PROBLEM STATEMENT »
Verbatim output required. Print the data in full.

EXTRACTED INFORMATION »
//! Set operations.
//!
//! Members are stored in the entry key, `(user key, member)`, with an
//! empty value; the index keys them by a deterministic 64-bit hash.
//! Whenever a hash match decides membership the actual member bytes are
//! verified against the entry (or its cache) first.

use itertools::Itertools;

use crate::encoding::{decode_set_key, encode_set_key};
use crate::error::Result;
use crate::index::{member_hash, SetIndex, ValueLocator};
use crate::logfile::LogEntry;

use super::{append_entry, cache_value, read_entry_at, EmberDb, ShardInner};

/// Recovers the member bytes a locator stands for.
fn member_of(inner: &ShardInner<SetIndex>, loc: &ValueLocator) -> Result<Vec<u8>> {
    if let Some(member) = &loc.value {
        return Ok(member.clone());
    }
    let entry = read_entry_at(inner, loc)?;
    let (_, member) = decode_set_key(&entry.key)?;
    Ok(member)
}

/// Hash lookup plus reverse check of the member bytes.
fn contains(inner: &ShardInner<SetIndex>, key: &[u8], member: &[u8]) -> Result<bool> {
    match inner.index.get(key, member_hash(member)) {
        Some(loc) => Ok(member_of(inner, loc)? == member),
        None => Ok(false),
    }
}

impl EmberDb {
    /// Adds members to the set at `key`. Re-adding an existing member
    /// refreshes its entry.
    pub fn sadd(&self, key: &[u8], members: &[&[u8]]) -> Result<()> {
        let mut inner = self.sets.inner.write()?;
        for member in members {
            let entry = LogEntry::put(encode_set_key(key, member), Vec::new());
            let loc = append_entry(&self.sets, &mut inner, &self.opts, &entry)?;
            // The member itself is the useful cache; the value is empty.
            let loc = cache_value(loc, self.opts.index_mode, member);
            if let Some(old) = inner.index.put(key, member_hash(member), loc) {
                self.sets.discard.incr_discard(old.file_id, old.entry_size);
            }
        }
        Ok(())
    }

    /// Removes `member`, returning whether it was present.
    pub fn srem(&self, key: &[u8], member: &[u8]) -> Result<bool> {
        let mut inner = self.sets.inner.write()?;
        if !contains(&inner, key, member)? {
            return Ok(false);
        }

        let entry = LogEntry::delete(encode_set_key(key, member));
        let tomb = append_entry(&self.sets, &mut inner, &self.opts, &entry)?;
        if let Some(old) = inner.index.remove(key, member_hash(member)) {
            self.sets.discard.incr_discard(old.file_id, old.entry_size);
            self.sets.discard.incr_discard(tomb.file_id, tomb.entry_size);
        }
        Ok(true)
    }

    /// Removes and returns up to `count` arbitrary members.
    pub fn spop(&self, key: &[u8], count: usize) -> Result<Vec<Vec<u8>>> {
        let mut inner = self.sets.inner.write()?;
        let Some(members) = inner.index.keys.get(key) else {
            return Ok(Vec::new());
        };

        let picked: Vec<Vec<u8>> = members
            .values()
            .take(count)
            .map(|loc| member_of(&inner, loc))
            .collect::<Result<_>>()?;

        for member in &picked {
            let entry = LogEntry::delete(encode_set_key(key, member));
            let tomb = append_entry(&self.sets, &mut inner, &self.opts, &entry)?;
            if let Some(old) = inner.index.remove(key, member_hash(member)) {
                self.sets.discard.incr_discard(old.file_id, old.entry_size);
                self.sets.discard.incr_discard(tomb.file_id, tomb.entry_size);
            }
        }
        Ok(picked)
    }

    /// Whether `member` is in the set at `key`.
    pub fn sismember(&self, key: &[u8], member: &[u8]) -> bool {
        self.sets
            .inner
            .read()
            .ok()
            .and_then(|inner| contains(&inner, key, member).ok())
            .unwrap_or(false)
    }

    /// All members of the set at `key`, in no particular order.
    pub fn smembers(&self, key: &[u8]) -> Result<Vec<Vec<u8>>> {
        let inner = self.sets.inner.read()?;
        self.members_inner(&inner, key)
    }

    fn members_inner(&self, inner: &ShardInner<SetIndex>, key: &[u8]) -> Result<Vec<Vec<u8>>> {
        let Some(members) = inner.index.keys.get(key) else {
            return Ok(Vec::new());
        };
        members.values().map(|loc| member_of(inner, loc)).collect()
    }

    /// Cardinality of the set at `key`, zero if absent.
    pub fn scard(&self, key: &[u8]) -> usize {
        self.sets
            .inner
            .read()
            .map(|inner| inner.index.card(key))
            .unwrap_or(0)
    }

    /// Union of the sets at `keys`, each member once.
    pub fn sunion(&self, keys: &[&[u8]]) -> Result<Vec<Vec<u8>>> {
        let inner = self.sets.inner.read()?;
        let mut all = Vec::new();
        for key in keys {
            all.extend(self.members_inner(&inner, key)?);
        }
        Ok(all.into_iter().unique().collect())
    }

    /// Members of the first set that are in none of the others.
    pub fn sdiff(&self, keys: &[&[u8]]) -> Result<Vec<Vec<u8>>> {
        let inner = self.sets.inner.read()?;
        let Some((first, rest)) = keys.split_first() else {
            return Ok(Vec::new());
        };

        let mut result = Vec::new();
        'member: for member in self.members_inner(&inner, first)? {
            for other in rest {
                if contains(&inner, other, &member)? {
                    continue 'member;
                }
            }
            result.push(member);
        }
        Ok(result)
    }
}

TASK OUTPUT »
//! Set operations.
//!
//! Members are stored in the entry key, `(user key, member)`, with an
//! empty value; the index keys them by a deterministic 64-bit hash.
//! Whenever a hash match decides membership the actual member bytes are
//! verified against the entry (or its cache) first.

use itertools::Itertools;

use crate::encoding::{decode_set_key, encode_set_key};
use crate::error::Result;
use crate::index::{member_hash, SetIndex, ValueLocator};
use crate::logfile::LogEntry;

use super::{append_entry, cache_value, read_entry_at, EmberDb, ShardInner};

/// Recovers the member bytes a locator stands for.
fn member_of(inner: &ShardInner<SetIndex>, loc: &ValueLocator) -> Result<Vec<u8>> {
    if let Some(member) = &loc.value {
        return Ok(member.clone());
    }
    let entry = read_entry_at(inner, loc)?;
    let (_, member) = decode_set_key(&entry.key)?;
    Ok(member)
}

/// Hash lookup plus reverse check of the member bytes.
fn contains(inner: &ShardInner<SetIndex>, key: &[u8], member: &[u8]) -> Result<bool> {
    match inner.index.get(key, member_hash(member)) {
        Some(loc) => Ok(member_of(inner, loc)? == member),
        None => Ok(false),
    }
}

impl EmberDb {
    /// Adds members to the set at `key`. Re-adding an existing member
    /// refreshes its entry.
    pub fn sadd(&self, key: &[u8], members: &[&[u8]]) -> Result<()> {
        let mut inner = self.sets.inner.write()?;
        for member in members {
            let entry = LogEntry::put(encode_set_key(key, member), Vec::new());
            let loc = append_entry(&self.sets, &mut inner, &self.opts, &entry)?;
            // The member itself is the useful cache; the value is empty.
            let loc = cache_value(loc, self.opts.index_mode, member);
            if let Some(old) = inner.index.put(key, member_hash(member), loc) {
                self.sets.discard.incr_discard(old.file_id, old.entry_size);
            }
        }
        Ok(())
    }

    /// Removes `member`, returning whether it was present.
    pub fn srem(&self, key: &[u8], member: &[u8]) -> Result<bool> {
        let mut inner = self.sets.inner.write()?;
        if !contains(&inner, key, member)? {
            return Ok(false);
        }

        let entry = LogEntry::delete(encode_set_key(key, member));
        let tomb = append_entry(&self.sets, &mut inner, &self.opts, &entry)?;
        if let Some(old) = inner.index.remove(key, member_hash(member)) {
            self.sets.discard.incr_discard(old.file_id, old.entry_size);
            self.sets.discard.incr_discard(tomb.file_id, tomb.entry_size);
        }
        Ok(true)
    }

    /// Removes and returns up to `count` arbitrary members.
    pub fn spop(&self, key: &[u8], count: usize) -> Result<Vec<Vec<u8>>> {
        let mut inner = self.sets.inner.write()?;
        let Some(members) = inner.index.keys.get(key) else {
            return Ok(Vec::new());
        };

        let picked: Vec<Vec<u8>> = members
            .values()
            .take(count)
            .map(|loc| member_of(&inner, loc))
            .collect::<Result<_>>()?;

        for member in &picked {
            let entry = LogEntry::delete(encode_set_key(key, member));
            let tomb = append_entry(&self.sets, &mut inner, &self.opts, &entry)?;
            if let Some(old) = inner.index.remove(key, member_hash(member)) {
                self.sets.discard.incr_discard(old.file_id, old.entry_size);
                self.sets.discard.incr_discard(tomb.file_id, tomb.entry_size);
            }
        }
        Ok(picked)
    }

    /// Whether `member` is in the set at `key`.
    pub fn sismember(&self, key: &[u8], member: &[u8]) -> bool {
        self.sets
            .inner
            .read()
            .ok()
            .and_then(|inner| contains(&inner, key, member).ok())
            .unwrap_or(false)
    }

    /// All members of the set at `key`, in no particular order.
    pub fn smembers(&self, key: &[u8]) -> Result<Vec<Vec<u8>>> {
        let inner = self.sets.inner.read()?;
        self.members_inner(&inner, key)
    }

    fn members_inner(&self, inner: &ShardInner<SetIndex>, key: &[u8]) -> Result<Vec<Vec<u8>>> {
        let Some(members) = inner.index.keys.get(key) else {
            return Ok(Vec::new());
        };
        members.values().map(|loc| member_of(inner, loc)).collect()
    }

    /// Cardinality of the set at `key`, zero if absent.
    pub fn scard(&self, key: &[u8]) -> usize {
        self.sets
            .inner
            .read()
            .map(|inner| inner.index.card(key))
            .unwrap_or(0)
    }

    /// Union of the sets at `keys`, each member once.
    pub fn sunion(&self, keys: &[&[u8]]) -> Result<Vec<Vec<u8>>> {
        let inner = self.sets.inner.read()?;
        let mut all = Vec::new();
        for key in keys {
            all.extend(self.members_inner(&inner, key)?);
        }
        Ok(all.into_iter().unique().collect())
    }

    /// Members of the first set that are in none of the others.
    pub fn sdiff(&self, keys: &[&[u8]]) -> Result<Vec<Vec<u8>>> {
        let inner = self.sets.inner.read()?;
        let Some((first, rest)) = keys.split_first() else {
            return Ok(Vec::new());
        };

        let mut result = Vec::new();
        'member: for member in self.members_inner(&inner, first)? {
            for other in rest {
                if contains(&inner, other, &member)? {
                    continue 'member;
                }
            }
            result.push(member);
        }
        Ok(result)
    }
}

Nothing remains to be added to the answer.